Moraxella pluranimalium

Scientific classification
- Domain: Bacteria
- Kingdom: Pseudomonadati
- Phylum: Pseudomonadota
- Class: Gammaproteobacteria
- Order: Pseudomonadales
- Family: Moraxellaceae
- Genus: Moraxella
- Species: M. pluranimalium
- Binomial name: Moraxella pluranimalium Vela et al. 2009
- Type strain: CCUG 54913, CECT 7295, strain 248-01

= Moraxella pluranimalium =

- Genus: Moraxella
- Species: pluranimalium
- Authority: Vela et al. 2009

Species of bacterium

Moraxella pluranimalium is a Gram-negative, aerobic, catalase- and oxidase-positive, non-spore-forming bacterium in the genus Moraxella. It was originally isolated from the nasal turbinate of a pig in Spain.

== Etymology ==
The species name pluranimalium is derived from the Latin pluri- (many) and animalium (of animals), referring to its isolation from multiple animal species.

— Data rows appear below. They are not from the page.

#![allow(dead_code)]

use axum::{
    body::{to_bytes, Body},
    http::{header, HeaderMap, Method, Request, StatusCode},
    Router,
};
use serde_json::Value;
use std::sync::Arc;
use tower::ServiceExt;
use wiz_api::{
    app,
    metrics::Metrics,
    state::{AppState, AuthConfig},
};
use wiz_catalog::Catalog;
use wiz_core::identity::MockIdentityProvider;
use wiz_core::OperatorElevation;
use wiz_order::{CheckoutOrchestrator, DraftStore, GatewayReadiness, MockPaymentGateway, ReconciliationQueue};
use wiz_store::memory::{MemoryBookingRepository, MemoryFlagStore, MemoryProfileRepository};

pub const CLIENT: &str = "browser-test-1";

pub struct Harness {
    pub app: Router,
    pub state: AppState,
    pub gateway: Arc<MockPaymentGateway>,
    pub bookings: Arc<MemoryBookingRepository>,
    pub flags: Arc<MemoryFlagStore>,
    pub profiles: Arc<MemoryProfileRepository>,
    pub identity: Arc<MockIdentityProvider>,
    pub reconciliation: Arc<ReconciliationQueue>,
}

pub fn harness() -> Harness {
    harness_with_gateway(true)
}

pub fn harness_with_gateway(ready: bool) -> Harness {
    let gateway = Arc::new(MockPaymentGateway::new(ready));
    let bookings = Arc::new(MemoryBookingRepository::new());
    let flags = Arc::new(MemoryFlagStore::new());
    let profiles = Arc::new(MemoryProfileRepository::new());
    let identity = Arc::new(MockIdentityProvider::new());
    let drafts = Arc::new(DraftStore::new(1800));
    let reconciliation = Arc::new(ReconciliationQueue::new());

    let checkout = Arc::new(CheckoutOrchestrator::new(
        "pk_test_wiz".to_string(),
        gateway.clone(),
        GatewayReadiness::fixed(ready),
        bookings.clone(),
        drafts.clone(),
        reconciliation.clone(),
    ));

    let state = AppState {
        catalog: Arc::new(Catalog::builtin()),
        bookings: bookings.clone(),
        profiles: profiles.clone(),
        flags: flags.clone(),
        identity: identity.clone(),
        drafts,
        checkout,
        elevation: OperatorElevation::new(vec!["wizhomes1@gmail.com".to_string()], None),
        metrics: Arc::new(Metrics::new().unwrap()),
        auth: AuthConfig { secret: "test-secret".to_string(), expiration: 3600 },
    };

    Harness {
        app: app(state.clone()),
        state,
        gateway,
        bookings,
        flags,
        profiles,
        identity,
        reconciliation,
    }
}

pub struct Reply {
    pub status: StatusCode,
    pub headers: HeaderMap,
    pub body: Value,
    pub text: String,
}

pub struct Call {
    method: Method,
    uri: String,
    headers: Vec<(String, String)>,
    body: Option<Value>,
}

pub fn call(method: Method, uri: &str) -> Call {
    Call { method, uri: uri.to_string(), headers: Vec::new(), body: None }
}

impl Call {
    pub fn client(mut self, client: &str) -> Self {
        self.headers.push(("x-wiz-client".to_string(), client.to_string()));
        self
    }

    pub fn bearer(mut self, token: &str) -> Self {
        self.headers.push(("authorization".to_string(), format!("Bearer {}", token)));
        self
    }

    pub fn json(mut self, body: Value) -> Self {
        self.body = Some(body);
        self
    }

    pub async fn send(self, app: &Router) -> Reply {
        let mut builder = Request::builder().method(self.method).uri(self.uri);
        for (name, value) in &self.headers {
            builder = builder.header(name.as_str(), value.as_str());
        }
        let request = match self.body {
            Some(body) => builder
                .header(header::CONTENT_TYPE, "application/json")
                .body(Body::from(body.to_string()))
                .unwrap(),
            None => builder.body(Body::empty()).unwrap(),
        };

        let response = app.clone().oneshot(request).await.unwrap();
        let status = response.status();
        let headers = response.headers().clone();
        let bytes = to_bytes(response.into_body(), usize::MAX).await.unwrap();
        let text = String::from_utf8_lossy(&bytes).to_string();
        let body = serde_json::from_slice(&bytes).unwrap_or(Value::Null);

        Reply { status, headers, body, text }
    }
}

impl Reply {
    pub fn location(&self) -> Option<&str> {
        self.headers.get(header::LOCATION).and_then(|v| v.to_str().ok())
    }
}
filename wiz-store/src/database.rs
use sqlx::postgres::PgPoolOptions;
use sqlx::{Pool, Postgres};
use std::time::Duration;
use tracing::info;

#[derive(Clone)]
pub struct DbClient {
    pub pool: Pool<Postgres>,
}

impl DbClient {
    pub async fn new(connection_string: &str) -> Result<Self, sqlx::Error> {
        let pool = PgPoolOptions::new()
            .max_connections(5)
            .acquire_timeout(Duration::from_secs(3))
            .connect(connection_string)
            .await?;

        Ok(Self { pool })
    }

    pub async fn migrate(&self) -> Result<(), sqlx::migrate::MigrateError> {
        info!("Running database migrations...");
        sqlx::migrate!("../migrations")
            .run(&self.pool)
            .await?;
        info!("Migrations completed successfully.");
        Ok(())
    }
}
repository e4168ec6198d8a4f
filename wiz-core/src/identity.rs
use async_trait::async_trait;
use chrono::{DateTime, Utc};
use serde::{Deserialize, Serialize};
use std::collections::HashMap;
use tokio::sync::Mutex;
use uuid::Uuid;

#[derive(Debug, Clone, Copy, Serialize, Deserialize, PartialEq, Eq)]
pub enum Role {
    Guest,
    Operator,
    Admin,
}

impl Role {
    /// Operators and admins may open the admin console.
    pub fn is_privileged(&self) -> bool {
        matches!(self, Role::Operator | Role::Admin)
    }

    pub fn as_str(&self) -> &'static str {
        match self {
            Role::Guest => "Guest",
            Role::Operator => "Operator",
            Role::Admin => "Admin",
        }
    }

    pub fn parse(value: &str) -> Option<Self> {
        match value {
            "Guest" => Some(Role::Guest),
            "Operator" => Some(Role::Operator),
            "Admin" => Some(Role::Admin),
            _ => None,
        }
    }
}

/// The user the hosted auth service vouches for.
#[derive(Debug, Clone, Serialize, Deserialize, PartialEq, Eq)]
pub struct AuthUser {
    pub uid: String,
    pub email: String,
    pub display_name: Option<String>,
}

/// Result of a successful sign-up or sign-in.
#[derive(Debug, Clone)]
pub struct AuthSession {
    pub user: AuthUser,
    /// Provider token, needed for profile updates.
    pub id_token: String,
}

/// Profile document stored in the `users` collection, keyed by uid.
#[derive(Debug, Clone, Serialize, Deserialize, PartialEq)]
pub struct UserProfile {
    pub uid: String,
    pub email: String,
    pub display_name: String,
    pub role: Role,
    pub joined_at: DateTime<Utc>,
}

impl UserProfile {
    pub fn new(user: &AuthUser, display_name: &str, role: Role) -> Self {
        Self {
            uid: user.uid.clone(),
            email: user.email.clone(),
            display_name: display_name.to_string(),
            role,
            joined_at: Utc::now(),
        }
    }
}

/// Error taxonomy of the hosted auth service. Every variant renders as a
/// message that can be shown to the guest next to the form.
#[derive(Debug, Clone, thiserror::Error, PartialEq, Eq)]
pub enum AuthError {
    #[error("Invalid email or password. Please check your credentials.")]
    InvalidCredential,
    #[error("An account with this email already exists.")]
    EmailInUse,
    #[error("Password should be at least 6 characters.")]
    WeakPassword,
    #[error("Please enter a valid email address.")]
    InvalidEmail,
    #[error("You do not have permission to perform this action.")]
    PermissionDenied,
    #[error("Authentication failed. Please try again shortly.")]
    Unavailable(String),
}

impl AuthError {
    /// Maps provider error codes, both the SDK style (`auth/email-already-in-use`)
    /// and the REST style (`EMAIL_EXISTS`), onto the taxonomy.
    pub fn from_code(code: &str) -> Self {
        let code = code.split(':').next().unwrap_or(code).trim();
        match code {
            "auth/invalid-credential"
            | "auth/wrong-password"
            | "auth/user-not-found"
            | "INVALID_LOGIN_CREDENTIALS"
            | "INVALID_PASSWORD"
            | "EMAIL_NOT_FOUND"
            | "USER_DISABLED"
            | "INVALID_ID_TOKEN" => AuthError::InvalidCredential,
            "auth/email-already-in-use" | "auth/email-already-exists" | "EMAIL_EXISTS" => {
                AuthError::EmailInUse
            }
            "auth/weak-password" | "WEAK_PASSWORD" => AuthError::WeakPassword,
            "auth/invalid-email" | "INVALID_EMAIL" | "MISSING_EMAIL" => AuthError::InvalidEmail,
            "permission-denied" | "auth/operation-not-allowed" | "PERMISSION_DENIED"
            | "OPERATION_NOT_ALLOWED" => AuthError::PermissionDenied,
            other => AuthError::Unavailable(other.to_string()),
        }
    }
}

#[async_trait]
pub trait IdentityProvider: Send + Sync {
    async fn sign_up(&self, email: &str, password: &str) -> Result<AuthSession, AuthError>;

    async fn sign_in(&self, email: &str, password: &str) -> Result<AuthSession, AuthError>;

    async fn send_password_reset(&self, email: &str) -> Result<(), AuthError>;

    async fn update_profile(&self, id_token: &str, display_name: &str) -> Result<AuthUser, AuthError>;
}

struct MockAccount {
    user: AuthUser,
    password: String,
}

/// In-process identity provider used by tests and local development.
#[derive(Default)]
pub struct MockIdentityProvider {
    accounts: Mutex<HashMap<String, MockAccount>>,
    resets: Mutex<Vec<String>>,
}

impl MockIdentityProvider {
    pub fn new() -> Self {
        Self::default()
    }

    /// Emails a password reset was requested for, oldest first.
    pub async fn reset_requests(&self) -> Vec<String> {
        self.resets.lock().await.clone()
    }

    fn token_for(uid: &str) -> String {
        format!("mock-token-{}", uid)
    }
}

#[async_trait]
impl IdentityProvider for MockIdentityProvider {
    async fn sign_up(&self, email: &str, password: &str) -> Result<AuthSession, AuthError> {
        let email = email.trim().to_lowercase();
        if !email.contains('@') {
            return Err(AuthError::InvalidEmail);
        }
        if password.len() < 6 {
            return Err(AuthError::WeakPassword);
        }

        let mut accounts = self.accounts.lock().await;
        if accounts.contains_key(&email) {
            return Err(AuthError::EmailInUse);
        }

        let user = AuthUser {
            uid: Uuid::new_v4().simple().to_string(),
            email: email.clone(),
            display_name: None,
        };
        accounts.insert(email, MockAccount { user: user.clone(), password: password.to_string() });
        tracing::info!("Mock identity registered uid {}", user.uid);

        Ok(AuthSession { id_token: Self::token_for(&user.uid), user })
    }

    async fn sign_in(&self, email: &str, password: &str) -> Result<AuthSession, AuthError> {
        let email = email.trim().to_lowercase();
        let accounts = self.accounts.lock().await;
        match accounts.get(&email) {
            Some(account) if account.password == password => Ok(AuthSession {
                id_token: Self::token_for(&account.user.uid),
                user: account.user.clone(),
            }),
            _ => Err(AuthError::InvalidCredential),
        }
    }

    async fn send_password_reset(&self, email: &str) -> Result<(), AuthError> {
        let email = email.trim().to_lowercase();
        if !self.accounts.lock().await.contains_key(&email) {
            return Err(AuthError::InvalidCredential);
        }
        self.resets.lock().await.push(email);
        Ok(())
    }

    async fn update_profile(&self, id_token: &str, display_name: &str) -> Result<AuthUser, AuthError> {
        let mut accounts = self.accounts.lock().await;
        let account = accounts
            .values_mut()
            .find(|a| Self::token_for(&a.user.uid) == id_token)
            .ok_or(AuthError::InvalidCredential)?;
        account.user.display_name = Some(display_name.to_string());
        Ok(account.user.clone())
    }
}

#[cfg(test)]
mod tests {
    use super::*;

    #[test]
    fn test_error_codes_map_to_taxonomy() {
        assert_eq!(AuthError::from_code("EMAIL_EXISTS"), AuthError::EmailInUse);
        assert_eq!(AuthError::from_code("auth/invalid-credential"), AuthError::InvalidCredential);
        assert_eq!(
            AuthError::from_code("WEAK_PASSWORD : Password should be at least 6 characters"),
            AuthError::WeakPassword
        );
        assert_eq!(AuthError::from_code("INVALID_EMAIL"), AuthError::InvalidEmail);
        assert_eq!(AuthError::from_code("PERMISSION_DENIED"), AuthError::PermissionDenied);
        assert!(matches!(AuthError::from_code("QUOTA_EXCEEDED"), AuthError::Unavailable(_)));
    }

    #[test]
    fn test_privileged_roles() {
        assert!(Role::Operator.is_privileged());
        assert!(Role::Admin.is_privileged());
        assert!(!Role::Guest.is_privileged());
    }

    #[tokio::test]
    async fn test_mock_provider_sign_up_and_sign_in() {
        let provider = MockIdentityProvider::new();

        let session = provider.sign_up("Guest@Example.com", "secret1").await.unwrap();
        assert_eq!(session.user.email, "guest@example.com");

        let again = provider.sign_up("guest@example.com", "secret1").await;
        assert_eq!(again.unwrap_err(), AuthError::EmailInUse);

        let signed_in = provider.sign_in("guest@example.com", "secret1").await.unwrap();
        assert_eq!(signed_in.user.uid, session.user.uid);

        let wrong = provider.sign_in("guest@example.com", "nope").await;
        assert_eq!(wrong.unwrap_err(), AuthError::InvalidCredential);

        let weak = provider.sign_up("other@example.com", "123").await;
        assert_eq!(weak.unwrap_err(), AuthError::WeakPassword);
    }

    #[tokio::test]
    async fn test_mock_provider_profile_update_and_reset() {
        let provider = MockIdentityProvider::new();
        let session = provider.sign_up("ama@example.com", "secret1").await.unwrap();

        let user = provider.update_profile(&session.id_token, "Ama Mensah").await.unwrap();
        assert_eq!(user.display_name.as_deref(), Some("Ama Mensah"));

        provider.send_password_reset("ama@example.com").await.unwrap();
        assert_eq!(provider.reset_requests().await, vec!["ama@example.com".to_string()]);
    }
}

== Antimicrobial resistance ==
In a survey of bacteria from healthy pigs in Great Britain (2014–2015), one isolate of M. pluranimalium was found to carry the chromosomally-encoded mcr-6.1 gene, a variant of the colistin resistance determinant. Phenotypic testing showed reduced susceptibility to colistin.

The type strain (248-01) has been shown to harbor the chromosomal gene mcr-2.2, a close variant of mcr-2, conferring high-level resistance to colistin (MIC 16 mg/L). This strain is considered a likely natural source of mcr-2-type genes before their mobilization into plasmids circulating in Enterobacteriaceae.